In the lines below, look for "RULES". Copy each line where it appears.

[Stored data]
__________________________________________________

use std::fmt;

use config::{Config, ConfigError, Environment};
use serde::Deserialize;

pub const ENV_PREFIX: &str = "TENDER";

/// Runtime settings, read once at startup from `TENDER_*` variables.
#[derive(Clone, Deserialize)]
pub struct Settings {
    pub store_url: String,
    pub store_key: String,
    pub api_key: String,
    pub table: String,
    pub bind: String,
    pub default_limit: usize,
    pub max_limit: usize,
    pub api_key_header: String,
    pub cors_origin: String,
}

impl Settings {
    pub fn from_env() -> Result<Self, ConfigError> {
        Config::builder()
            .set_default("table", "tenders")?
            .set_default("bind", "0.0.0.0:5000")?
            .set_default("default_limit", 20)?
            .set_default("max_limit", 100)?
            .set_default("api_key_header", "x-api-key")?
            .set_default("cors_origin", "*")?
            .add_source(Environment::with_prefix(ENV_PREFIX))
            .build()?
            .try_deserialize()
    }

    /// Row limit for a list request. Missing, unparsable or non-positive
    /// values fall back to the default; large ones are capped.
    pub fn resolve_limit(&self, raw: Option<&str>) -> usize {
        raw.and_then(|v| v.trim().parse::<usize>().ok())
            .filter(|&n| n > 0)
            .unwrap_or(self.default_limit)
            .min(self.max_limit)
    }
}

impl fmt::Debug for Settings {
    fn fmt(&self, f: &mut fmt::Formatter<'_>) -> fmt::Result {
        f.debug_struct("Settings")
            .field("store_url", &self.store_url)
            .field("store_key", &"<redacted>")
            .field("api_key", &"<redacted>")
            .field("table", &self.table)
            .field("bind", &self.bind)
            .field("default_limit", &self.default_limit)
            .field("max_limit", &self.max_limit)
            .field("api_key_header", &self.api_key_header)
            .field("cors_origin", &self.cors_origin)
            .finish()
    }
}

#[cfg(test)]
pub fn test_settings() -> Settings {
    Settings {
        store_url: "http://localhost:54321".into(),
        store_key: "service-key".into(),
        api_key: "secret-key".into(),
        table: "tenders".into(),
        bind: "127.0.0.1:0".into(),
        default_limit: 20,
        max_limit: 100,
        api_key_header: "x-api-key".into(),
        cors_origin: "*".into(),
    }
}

__________________________________________________

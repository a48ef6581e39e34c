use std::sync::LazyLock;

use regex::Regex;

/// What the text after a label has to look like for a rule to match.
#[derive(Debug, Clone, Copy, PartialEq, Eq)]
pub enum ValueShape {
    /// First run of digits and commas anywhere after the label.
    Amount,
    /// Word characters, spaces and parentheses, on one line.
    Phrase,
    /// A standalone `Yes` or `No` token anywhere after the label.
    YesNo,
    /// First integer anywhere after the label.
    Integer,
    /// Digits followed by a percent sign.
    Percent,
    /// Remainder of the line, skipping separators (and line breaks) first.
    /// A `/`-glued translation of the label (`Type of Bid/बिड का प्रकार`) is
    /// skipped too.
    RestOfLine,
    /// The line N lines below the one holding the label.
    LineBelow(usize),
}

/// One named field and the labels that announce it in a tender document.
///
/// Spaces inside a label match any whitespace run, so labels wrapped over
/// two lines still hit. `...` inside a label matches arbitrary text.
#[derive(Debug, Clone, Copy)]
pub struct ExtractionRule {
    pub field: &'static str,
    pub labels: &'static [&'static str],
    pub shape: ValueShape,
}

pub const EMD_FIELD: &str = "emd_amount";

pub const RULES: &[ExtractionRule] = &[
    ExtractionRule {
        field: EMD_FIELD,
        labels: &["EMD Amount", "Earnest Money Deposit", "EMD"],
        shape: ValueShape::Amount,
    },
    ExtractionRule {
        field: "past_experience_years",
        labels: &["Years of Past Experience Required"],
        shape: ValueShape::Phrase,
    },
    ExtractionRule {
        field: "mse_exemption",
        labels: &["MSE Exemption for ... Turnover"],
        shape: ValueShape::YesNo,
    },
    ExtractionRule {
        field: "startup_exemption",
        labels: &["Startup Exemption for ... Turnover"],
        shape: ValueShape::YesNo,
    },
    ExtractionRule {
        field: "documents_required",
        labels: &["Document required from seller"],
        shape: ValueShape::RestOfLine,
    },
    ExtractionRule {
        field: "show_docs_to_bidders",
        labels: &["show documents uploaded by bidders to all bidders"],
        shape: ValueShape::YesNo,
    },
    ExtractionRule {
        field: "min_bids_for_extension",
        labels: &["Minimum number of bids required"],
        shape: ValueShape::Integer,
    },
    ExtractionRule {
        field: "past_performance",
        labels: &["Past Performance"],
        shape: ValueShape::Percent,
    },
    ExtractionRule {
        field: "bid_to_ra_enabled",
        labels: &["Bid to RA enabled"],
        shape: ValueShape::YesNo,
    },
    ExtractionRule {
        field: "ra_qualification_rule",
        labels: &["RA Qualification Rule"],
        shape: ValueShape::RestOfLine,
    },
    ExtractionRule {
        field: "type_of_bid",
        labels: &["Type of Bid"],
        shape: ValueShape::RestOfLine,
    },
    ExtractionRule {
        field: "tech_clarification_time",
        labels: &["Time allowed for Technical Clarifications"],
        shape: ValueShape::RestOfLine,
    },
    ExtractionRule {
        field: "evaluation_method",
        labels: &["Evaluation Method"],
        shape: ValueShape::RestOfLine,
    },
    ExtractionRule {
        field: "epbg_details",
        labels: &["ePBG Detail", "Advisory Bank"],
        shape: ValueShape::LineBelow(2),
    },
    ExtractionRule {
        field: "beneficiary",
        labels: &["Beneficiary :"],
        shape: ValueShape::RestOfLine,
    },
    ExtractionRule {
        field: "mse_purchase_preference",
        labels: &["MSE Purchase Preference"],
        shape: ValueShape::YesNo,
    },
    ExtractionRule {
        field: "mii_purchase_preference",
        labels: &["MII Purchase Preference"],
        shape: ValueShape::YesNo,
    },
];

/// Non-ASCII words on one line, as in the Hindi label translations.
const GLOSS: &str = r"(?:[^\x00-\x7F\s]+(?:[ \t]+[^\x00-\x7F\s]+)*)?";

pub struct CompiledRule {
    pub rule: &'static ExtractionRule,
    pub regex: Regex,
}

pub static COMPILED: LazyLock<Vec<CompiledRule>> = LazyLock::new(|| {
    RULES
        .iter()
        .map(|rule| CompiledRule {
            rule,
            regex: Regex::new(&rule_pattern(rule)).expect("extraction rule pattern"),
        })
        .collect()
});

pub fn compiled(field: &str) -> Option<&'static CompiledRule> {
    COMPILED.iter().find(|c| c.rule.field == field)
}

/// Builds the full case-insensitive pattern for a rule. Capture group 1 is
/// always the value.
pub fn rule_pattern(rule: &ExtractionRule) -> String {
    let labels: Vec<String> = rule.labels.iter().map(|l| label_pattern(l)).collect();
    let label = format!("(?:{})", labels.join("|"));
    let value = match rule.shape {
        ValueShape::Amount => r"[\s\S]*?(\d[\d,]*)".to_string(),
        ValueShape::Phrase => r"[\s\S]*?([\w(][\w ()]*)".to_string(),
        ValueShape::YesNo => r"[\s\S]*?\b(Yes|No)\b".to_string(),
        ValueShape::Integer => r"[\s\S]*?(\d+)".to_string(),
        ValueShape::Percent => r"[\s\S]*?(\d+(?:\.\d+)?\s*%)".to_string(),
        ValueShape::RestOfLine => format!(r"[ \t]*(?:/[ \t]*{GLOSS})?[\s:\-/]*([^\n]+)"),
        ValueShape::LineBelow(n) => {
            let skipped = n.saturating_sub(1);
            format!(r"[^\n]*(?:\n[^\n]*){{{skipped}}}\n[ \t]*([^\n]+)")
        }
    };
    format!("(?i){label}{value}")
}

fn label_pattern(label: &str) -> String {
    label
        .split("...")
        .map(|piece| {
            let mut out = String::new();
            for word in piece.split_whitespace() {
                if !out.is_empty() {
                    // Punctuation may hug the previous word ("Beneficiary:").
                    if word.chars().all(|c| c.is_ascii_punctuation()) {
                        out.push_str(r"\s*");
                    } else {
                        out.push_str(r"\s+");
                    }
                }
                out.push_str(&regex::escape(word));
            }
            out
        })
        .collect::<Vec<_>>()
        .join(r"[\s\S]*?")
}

__________________________________________________

SOLUTION TO THE PROBLEM:
pub const RULES: &[ExtractionRule] = &[
    RULES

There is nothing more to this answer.